Il Giappone versa in mare tonnellate di acqua radioattiva. Quali effetti sortirà l’operazione? Lo abbiamo chiesto a Francesco Regoli, professore di Eco-tossicologia.
In Giappone, i tecnici dalla centrale di Fukushima, hanno iniziato a riversare in mare 11.500 tonnellate di acqua radioattiva, quella utilizzata per raffreddare i reattori danneggiati dallo tsunami dell’11 marzo e rimasta contaminata. La Tepco, l’azienda elettrica che gestisce l’impianto, ne ha finora versate 3.430 tonnellate. Il livello di radioattività del liquido è di 100 volte superiore al consentito, ma il ministro dell’industria giapponese Banri Kaiedam assicura che non ci sarà alcun rischio per la salute della popolazione. Anzi, l’operazione avrebbe, secondo il ministro, lo scopo di preservare dai rischi chi vive nei pressi dell’impianto. Rischi che si trasferirebbero alla fauna ittica. In termini di effetti immediati e, nel futuro, di mutazioni. E, probabilmente, nel tempo, dai pesci e dagli organismi che abitano il fondo marino, all’uomo.
Il metodo utilizzato dalla Temco, e approvato dal governo, sta suscitando non poche apprensioni in chi, profanamente, apprende la notizia del riversamento in mare di liquido contaminato. Esiste la possibilità che gli effetti della contaminazione arrivino fino a noi? E siamo sicuri che l’iniziativa non aumenti i pericoli per la popolazione locale? IlSussidiario.net ha interpellato il professor Francesco Regoli, professore di Eco-tossicologia e di Rischio biologico ed ecologico alla facoltà di Scienze dell’Università politecnica della Marche, che ha chiarito alcuni punti fondamentali della vicenda. Precisando, anzitutto, che il motivo per cui i tecnici riversano l’acqua contaminata in mare, «non è tanto quello di salvaguardare la popolazione, quanto legato alla necessità di liberarsi in qualche modo di quest’acqua usata per il raffreddamento».
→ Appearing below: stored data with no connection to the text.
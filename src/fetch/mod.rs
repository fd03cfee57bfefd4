//! HTTP transfer layer: client, retry policy, politeness, and the
//! download worker pool.

pub mod client;
pub mod dest;
pub mod error;
pub mod pool;
pub mod rate_limiter;
pub mod retry;
pub mod robots;

pub use client::{HttpClient, ListingResponse};
pub use dest::DestMapper;
pub use error::FetchError;
pub use pool::{FileTask, WorkerPool};
pub use rate_limiter::{RateLimiter, authority_key, parse_retry_after};
pub use retry::{FailureType, RetryDecision, RetryPolicy, classify_error};
pub use robots::{RobotsDecision, RobotsPolicy};
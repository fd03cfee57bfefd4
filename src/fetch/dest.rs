//! Mapping from remote file URLs to local destination paths.
//!
//! Local paths mirror the remote directory structure relative to the root
//! URL. Assignment happens on the discovery side (which is order-stable),
//! so path assignments - including collision suffixes - are deterministic
//! for a given tree and never drift between runs.

use std::collections::HashMap;
use std::path::{Path, PathBuf};

use sha2::{Digest, Sha256};
use tracing::debug;
use url::Url;

/// Fallback file name when a URL yields no usable path segment.
const FALLBACK_NAME: &str = "download.bin";

/// Assigns local destination paths for discovered file URLs.
#[derive(Debug)]
pub struct DestMapper {
    /// Path prefix of the root URL (always ends with '/').
    base_path: String,
    output_dir: PathBuf,
    /// Already-assigned paths, keyed by path with the claiming URL as value.
    claimed: HashMap<PathBuf, String>,
}

impl DestMapper {
    /// Creates a mapper rooted at the given base URL and output directory.
    #[must_use]
    pub fn new(base: &Url, output_dir: impl Into<PathBuf>) -> Self {
        Self {
            base_path: directory_path(base),
            output_dir: output_dir.into(),
            claimed: HashMap::new(),
        }
    }

    /// Assigns the local path for a file URL.
    ///
    /// Two distinct remote URLs that would map to the same local path get
    /// distinct paths: the second receives a suffix derived from a stable
    /// hash of its full URL, so neither overwrites the other and the
    /// assignment repeats identically across runs.
    pub fn assign(&mut self, url: &Url) -> PathBuf {
        let candidate = self.map_path(url);

        match self.claimed.get(&candidate) {
            Some(owner) if owner != url.as_str() => {
                let suffixed = with_url_suffix(&candidate, url);
                debug!(
                    url = %url,
                    path = %suffixed.display(),
                    "local path collision, applying hash suffix"
                );
                self.claimed
                    .insert(suffixed.clone(), url.as_str().to_string());
                suffixed
            }
            _ => {
                self.claimed
                    .insert(candidate.clone(), url.as_str().to_string());
                candidate
            }
        }
    }

    fn map_path(&self, url: &Url) -> PathBuf {
        let path = url.path();
        let relative = path.strip_prefix(&self.base_path).unwrap_or_else(|| {
            // Entry outside the base prefix should have been rejected by
            // listing validation; fall back to the full path.
            path.trim_start_matches('/')
        });

        let mut dest = self.output_dir.clone();
        let mut pushed = false;
        for segment in relative.split('/') {
            if segment.is_empty() {
                continue;
            }
            let decoded = urlencoding::decode(segment)
                .map(|c| c.into_owned())
                .unwrap_or_else(|_| segment.to_string());
            let clean = sanitize_component(&decoded);
            if clean.is_empty() {
                continue;
            }
            dest.push(clean);
            pushed = true;
        }
        if !pushed {
            dest.push(FALLBACK_NAME);
        }
        dest
    }
}

/// Returns the directory portion of a URL path, with a trailing slash.
fn directory_path(url: &Url) -> String {
    let path = url.path();
    if path.ends_with('/') {
        path.to_string()
    } else {
        match path.rfind('/') {
            Some(idx) => path[..=idx].to_string(),
            None => "/".to_string(),
        }
    }
}

/// Sanitizes one path segment for local use.
///
/// Separators, control characters, and Windows-unsafe characters become
/// underscores; `.` and `..` segments are neutralized to keep every
/// destination under the output root.
fn sanitize_component(segment: &str) -> String {
    if segment == "." || segment == ".." {
        return "_".to_string();
    }
    let cleaned: String = segment
        .chars()
        .map(|c| match c {
            '/' | '\\' | ':' | '*' | '?' | '"' | '<' | '>' | '|' => '_',
            c if c.is_control() => '_',
            c => c,
        })
        .collect();
    cleaned.trim_matches(char::is_whitespace).to_string()
}

/// Appends an 8-hex-digit hash of the full URL before the extension.
fn with_url_suffix(path: &Path, url: &Url) -> PathBuf {
    let digest = Sha256::digest(url.as_str().as_bytes());
    let tag: String = digest.iter().take(4).map(|b| format!("{b:02x}")).collect();

    let file_name = path
        .file_name()
        .and_then(|n| n.to_str())
        .unwrap_or(FALLBACK_NAME);
    let new_name = match file_name.rfind('.') {
        Some(idx) if idx > 0 => {
            format!("{}-{tag}{}", &file_name[..idx], &file_name[idx..])
        }
        _ => format!("{file_name}-{tag}"),
    };
    path.with_file_name(new_name)
}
Di certo, «la situazione è preoccupante», ma, allo stato attuale, «gli scenari previsti non sono supportati da un’adeguata conoscenza del fenomeno». Il professore si spiega meglio: «Ad esempio non sappiamo quali tipi di isotopi siano prevalenti. E gli isotipi differenti hanno effetti nel tempo molti diversi. Basti considerare che lo iodio 131 ha una vita media di 8 giorni, lo stronzio e il celsio 137 di 28-30 anni, il plutonio di 24mila anni». Altro elemento da tenere in considerazione, la concentrazione. «Diluire la stessa quantità di veleno in 100 o in 1000 litri d’acqua di mare è cosa ben diversa». Il fatto è che si tatta di informazioni che, al momento, non sono disponibili se non agli addetti ai lavori. «Temo che per un po’ non potremo avere dati molto precisi». Il problema, in realtà, non è quindi, tanto il livello di radioattività attuale. «Nel momento in cui cesseranno le immissioni – dice – saranno i sedimenti radioattivi, che sono fonte di trasmissione ad altri organismi, a dover esser analizzati per capire qual è stato l’impatto e il livello di arricchimento radioattivo.
A quel punto sarà necessario capire se è necessario avvalersi di tecniche di bonifica. Ci si dovrà far carico della rimozione e della pulizia di tali sedimenti». Anche sull’ipotesi di mutazioni, poi, commenta: «difficile fare previsioni». In sostanza, è «sbagliato fare dell’allarmismo, quasi impossibile quantificare i rischi. Ma, proprio perché non siamo in grado di quantificarli, la vicenda è da seguire con maggior attenzione». E, sul pericolo che dalle acqua del Giappone, la contaminazione possa giungere alle nostre, non ha dubbi: «posto che possano arrivare attraverso la correnti marine, lo farebbero decisamente diluite. L’acqua, è un elemento transitorio, le sostanze velenose si depositerebbero prima. Per arrivare contaminata, dovrebbe essere contaminato tutto quello che c’è prima. Parliamo dell’intero oceano».